Ясина пишет: «Удивительно было для меня то, что ни в одном из разговоров с пациентами реабилитационного центра не всплыла тема совместных действий. Ребят, конечно, можно понять, особенно если они из маленьких городов. Но вот кого я напрочь отказываюсь понимать – родителей и друзей. Когда-то в Нью-Йорке, включив в воскресный день телевизор, я увидела большую и очень красочную демонстрацию в Центральном парке. Демонстрантов, наверно, было тысячи три. Попадались люди на колясках, но большинство весело шло на своих двоих. С детьми и воздушными шариками. Это был марш паркинсоников, так объяснили мне по телевизору. Больные болезнью Паркинсона добивались, с моей точки зрения, сущей мелочи. Кажется, оплаты какого-то нового лекарства за счет медицинской страховки. Паркинсоников среди идущих по весеннему городу было явное меньшинство. Большую часть демонстрантов составляли их друзья и родственники. Вопрос. Почему у нас это невозможно? Мы что, равнодушны к своим близким? Почему на митинг за инклюзивное образование приходит десяток активистов, несколько студентов, читающих мой ЖЖ, и всего двое родителей детей-инвалидов? Так вот, в моем реабилитационном центре собираются обычные молодые ребята, у которых даже мысли нет, что бороться за свои права удобнее и эффективнее всем вместе».
Сама Ясина в таких совместных действиях и участвует, и пытается их организовывать. Даже прямой и четкий способ ее письма, когда все говорится четко и по порядку, когда шаг за шагом фиксируются и физические ухудшения, и внутренние перемены, – даже этот способ письма не просто отражает ее характер, а еще и делает ее текст готовой схемой для сравнения с чужим опытом – «у меня в такой-то момент было так, а как было у тебя?».

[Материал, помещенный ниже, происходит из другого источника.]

//! Focus Controller (§4.7): selects the active surface, maintains focus
//! history, and enforces grab exclusivity.
//!
//! Based on `input::focus::FocusManager`: a bounded `VecDeque` history
//! (most-recently-focused at the front, an entry removed and re-pushed
//! rather than duplicated on refocus) and a grab state that takes priority
//! over every other focus request while active. That history is
//! Wayland-object-shaped (client/surface pairs plus `wl_keyboard`
//! enter/leave sends); here it is reduced to the engine's own `SurfaceId`
//! history plus calls into the `Scene` capability, since protocol framing
//! is a host concern (§9).

use std::collections::VecDeque;

use tracing::{debug, info};

use crate::ids::SurfaceId;
use crate::ports::Scene;
use crate::surface_store::{FocusMode, SurfaceInfoStore};

#[derive(Debug, Clone, Copy, PartialEq, Eq)]
pub enum GrabKind {
    KeyboardOnly,
    PointerOnly,
    Full,
}

#[derive(Debug, Clone, Copy)]
struct GrabState {
    surface: SurfaceId,
    kind: GrabKind,
}

pub struct FocusController {
    active: Option<SurfaceId>,
    history: VecDeque<SurfaceId>,
    history_capacity: usize,
    grab: Option<GrabState>,
}

impl FocusController {
    pub fn new(history_capacity: usize) -> Self {
        FocusController { active: None, history: VecDeque::new(), history_capacity, grab: None }
    }

    pub fn active(&self) -> Option<SurfaceId> {
        self.active
    }

    /// Resolves `requested` to its nearest focusable ancestor per §4.7's
    /// type-based delegation rule (gloss/tip/decoration are never
    /// focusable).
    fn resolve_focusable(store: &SurfaceInfoStore, requested: SurfaceId) -> Option<SurfaceId> {
        let mut current = requested;
        loop {
            let info = store.info_for(current)?;
            if !info.surface_type.is_never_focusable() && info.focus_mode != FocusMode::Disabled {
                return Some(current);
            }
            current = info.parent?;
        }
    }

    /// Requests focus move to `requested`. Invariant 4 (§8): after this
    /// call, at most one surface has active focus, and it is focusable.
    pub fn request_focus(&mut self, store: &SurfaceInfoStore, scene: &mut impl Scene, requested: SurfaceId) {
        let Some(target) = Self::resolve_focusable(store, requested) else {
            debug!("focus request for {} resolved to nothing focusable", requested);
            return;
        };

        if let Some(grab) = self.grab {
            let is_grabber_or_child = target == grab.surface || Self::is_descendant_of(store, target, grab.surface);
            if !is_grabber_or_child {
                debug!("focus request for {} denied: surface {} holds a grab", target, grab.surface);
                self.set_active(store, scene, grab.surface);
                return;
            }
        }

        self.set_active(store, scene, target);
    }

    fn is_descendant_of(store: &SurfaceInfoStore, candidate: SurfaceId, ancestor: SurfaceId) -> bool {
        let mut current = candidate;
        while let Some(info) = store.info_for(current) {
            match info.parent {
                Some(parent) if parent == ancestor => return true,
                Some(parent) => current = parent,
                None => return false,
            }
        }
        false
    }

    fn set_active(&mut self, store: &SurfaceInfoStore, scene: &mut impl Scene, target: SurfaceId) {
        if self.active == Some(target) {
            return;
        }
        let old = self.active;
        self.active = Some(target);
        self.history.retain(|id| *id != target);
        self.history.push_front(target);
        while self.history.len() > self.history_capacity {
            self.history.pop_back();
        }

        info!("focus changed {:?} -> {}", old, target);
        // Observer order (§4.7): titlebar repaint, then scene-focus update,
        // then raise. Titlebar repaint and raise are driven by the host in
        // response to `on_focus_changed`; this call is the scene-focus
        // update itself.
        scene.on_focus_changed(old, self.active);
        let _ = store;
    }

    /// Begins a grab: the grabbing surface becomes active and cannot lose
    /// focus except to another grab or its own children (§4.7).
    pub fn request_grab(&mut self, store: &SurfaceInfoStore, scene: &mut impl Scene, surface: SurfaceId, kind: GrabKind) {
        self.grab = Some(GrabState { surface, kind });
        self.set_active(store, scene, surface);
    }

    pub fn release_grab(&mut self, surface: SurfaceId) {
        if self.grab.map(|g| g.surface) == Some(surface) {
            self.grab = None;
        }
    }

    pub fn is_grabbing(&self, surface: SurfaceId) -> bool {
        self.grab.map(|g| g.surface) == Some(surface)
    }

    /// The kind of the current grab, if any, so an input sink can tell
    /// whether pointer events (as opposed to just keyboard) are redirected.
    pub fn grab_kind(&self) -> Option<GrabKind> {
        self.grab.map(|g| g.kind)
    }

    /// Fallback chain on destroy/hide of the active surface (§4.7): parent
    /// if focusable, else most-recently-focused in the session, else the
    /// next session's default surface.
    pub fn on_surface_removed_or_hidden(
        &mut self,
        store: &SurfaceInfoStore,
        scene: &mut impl Scene,
        removed: SurfaceId,
        removed_parent: Option<SurfaceId>,
        removed_session: crate::ids::SessionId,
    ) {
        if self.grab.map(|g| g.surface) == Some(removed) {
            self.grab = None;
        }
        if self.active != Some(removed) {
            self.history.retain(|id| *id != removed);
            return;
        }
        self.active = None;
        self.history.retain(|id| *id != removed);

        if let Some(parent) = removed_parent {
            if let Some(resolved) = Self::resolve_focusable(store, parent) {
                self.set_active(store, scene, resolved);
                return;
            }
        }

        if let Some(next) = self.history.iter().find(|id| store.info_for(**id).is_some()).copied() {
            self.set_active(store, scene, next);
            return;
        }

        if let Some(session) = store.session_info(removed_session) {
            if let Some(default) = session.default_surface {
                self.set_active(store, scene, default);
                return;
            }
        }

        if let Some(any) = store.iter().find(|s| s.state.is_visible() && s.focus_mode != FocusMode::Disabled) {
            let id = any.id;
            self.set_active(store, scene, id);
        }
    }

    /// Rotates forward through the focus history (alt+Tab / alt+`).
    pub fn cycle_forward(&mut self, store: &SurfaceInfoStore, scene: &mut impl Scene) {
        if self.history.len() < 2 {
            return;
        }
        let front = self.history.pop_front().unwrap();
        self.history.push_back(front);
        if let Some(next) = self.history.front().copied() {
            self.set_active(store, scene, next);
        }
    }

    /// Rotates backward through the focus history (alt+shift+Tab / alt+shift+`).
    pub fn cycle_backward(&mut self, store: &SurfaceInfoStore, scene: &mut impl Scene) {
        if self.history.len() < 2 {
            return;
        }
        let back = self.history.pop_back().unwrap();
        self.history.push_front(back);
        self.set_active(store, scene, back);
    }
}

#[cfg(test)]
mod tests {
    use super::*;
    use crate::geometry::{Global, Point, Rectangle, Size};
    use crate::ids::SessionId;
    use crate::ports::MockScene;
    use crate::surface_store::{SurfaceInfo, SurfaceType};

    fn rect() -> Rectangle<Global> {
        Rectangle::new(Point::new(0, 0), Size::new(100, 100))
    }

    fn permissive_scene() -> MockScene {
        let mut scene = MockScene::new();
        scene.expect_on_focus_changed().returning(|_, _| ());
        scene
    }

    #[test]
    fn gloss_surface_delegates_focus_to_parent() {
        let mut store = SurfaceInfoStore::new();
        let session = SessionId::new_v4();
        let parent_id = SurfaceId::new_v4();
        store.emplace(SurfaceInfo::new(parent_id, session, SurfaceType::Normal, rect())).unwrap();
        let gloss_id = SurfaceId::new_v4();
        let mut gloss = SurfaceInfo::new(gloss_id, session, SurfaceType::Gloss, rect());
        gloss.parent = Some(parent_id);
        store.emplace(gloss).unwrap();

        let mut focus = FocusController::new(32);
        let mut scene = permissive_scene();
        focus.request_focus(&store, &mut scene, gloss_id);
        assert_eq!(focus.active(), Some(parent_id));
    }

    #[test]
    fn grabbing_surface_cannot_be_unfocused_by_non_grab_request() {
        let mut store = SurfaceInfoStore::new();
        let session = SessionId::new_v4();
        let grabber = SurfaceId::new_v4();
        let other = SurfaceId::new_v4();
        store.emplace(SurfaceInfo::new(grabber, session, SurfaceType::Normal, rect())).unwrap();
        store.emplace(SurfaceInfo::new(other, session, SurfaceType::Normal, rect())).unwrap();

        let mut focus = FocusController::new(32);
        let mut scene = permissive_scene();
        focus.request_grab(&store, &mut scene, grabber, GrabKind::Full);
        focus.request_focus(&store, &mut scene, other);
        assert_eq!(focus.active(), Some(grabber));
    }

    #[test]
    fn destroy_falls_back_to_parent() {
        let mut store = SurfaceInfoStore::new();
        let session = SessionId::new_v4();
        let parent_id = SurfaceId::new_v4();
        store.emplace(SurfaceInfo::new(parent_id, session, SurfaceType::Normal, rect())).unwrap();
        let child_id = SurfaceId::new_v4();
        let mut child = SurfaceInfo::new(child_id, session, SurfaceType::Dialog, rect());
        child.parent = Some(parent_id);
        store.emplace(child).unwrap();

        let mut focus = FocusController::new(32);
        let mut scene = permissive_scene();
        focus.request_focus(&store, &mut scene, child_id);
        assert_eq!(focus.active(), Some(child_id));

        store.forget(child_id);
        focus.on_surface_removed_or_hidden(&store, &mut scene, child_id, Some(parent_id), session);
        assert_eq!(focus.active(), Some(parent_id));
    }

    #[test]
    fn cycle_forward_rotates_history() {
        let mut store = SurfaceInfoStore::new();
        let session = SessionId::new_v4();
        let a = SurfaceId::new_v4();
        let b = SurfaceId::new_v4();
        store.emplace(SurfaceInfo::new(a, session, SurfaceType::Normal, rect())).unwrap();
        store.emplace(SurfaceInfo::new(b, session, SurfaceType::Normal, rect())).unwrap();

        let mut focus = FocusController::new(32);
        let mut scene = permissive_scene();
        focus.request_focus(&store, &mut scene, a);
        focus.request_focus(&store, &mut scene, b);
        assert_eq!(focus.active(), Some(b));

        focus.cycle_forward(&store, &mut scene);
        assert_eq!(focus.active(), Some(a));
    }
}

Обмениваться можно только ясно осознанным и ясно выраженным опытом – поэтому ясность здесь становится не просто чертой характера или стиля, а чуть ли не обязанностью по отношению к товарищам по несчастью. Это же ощущение товарищества в несчастье дает Ясиной способность и чужие слова воспринимать как важный лично для нее урок. В «Истории» описаны несколько таких уроков, один из них дает ей Рубен Гальего: «Рубен поразил меня несколькими фразами и одним поступком. Он совершенно не думал жалеть меня. А я ведь тоже приехала на кресле. Только маленьком и легком. А главное, с этого кресла я могла встать и пересесть на стул. Встать и пойти в ванную. Встать и перелечь на кровать. А он не мог. Его кресло громоздкое и напичканное электроникой, как космический корабль. И с высоты своего кресла он сказал мне довольно грубые слова: „А вот теперь жизнь проверит, дерьмо ты или нет“. Перевела дух. Справедливо. Вторая важнейшая максима, которую я напрочь отказалась понять сначала: „Чем быстрее ты признаешь себя инвалидом, тем легче тебе будет жить“. Над этой фразой мне, привыкшей до последнего скрывать свои физические немощи, предстоит еще думать и думать».
Над этой и над другими фразами можно думать и думать, только если веришь, что услышал ее от того, кто идет твоим же путем, слышишь от товарища. Ясина пишет о том, что она неверующий человек, но вера в товарищество по несчастью – это тоже настоящая вера, ее нельзя внушить себе по заказу или умственным усилием, она либо дана человеку, либо нет. Ясиной дана.
июнь 2011
«Дневник 1934 года» Михаила Кузмина
Чужие дневники – необходимое чтение современного человека. Нам не так уж важно, где автор был или кого видел, и не обязательно мы поклонники его творчества. Можно перечитывать дневники драматурга Евгения Шварца или богослова Александра Шмемана, не интересуясь ни пьесами, ни богословием, – дело в другом: любой, даже самый благополучный дневник – хроника борьбы с несуществованием. А чтение такой хроники почему-то придает сил.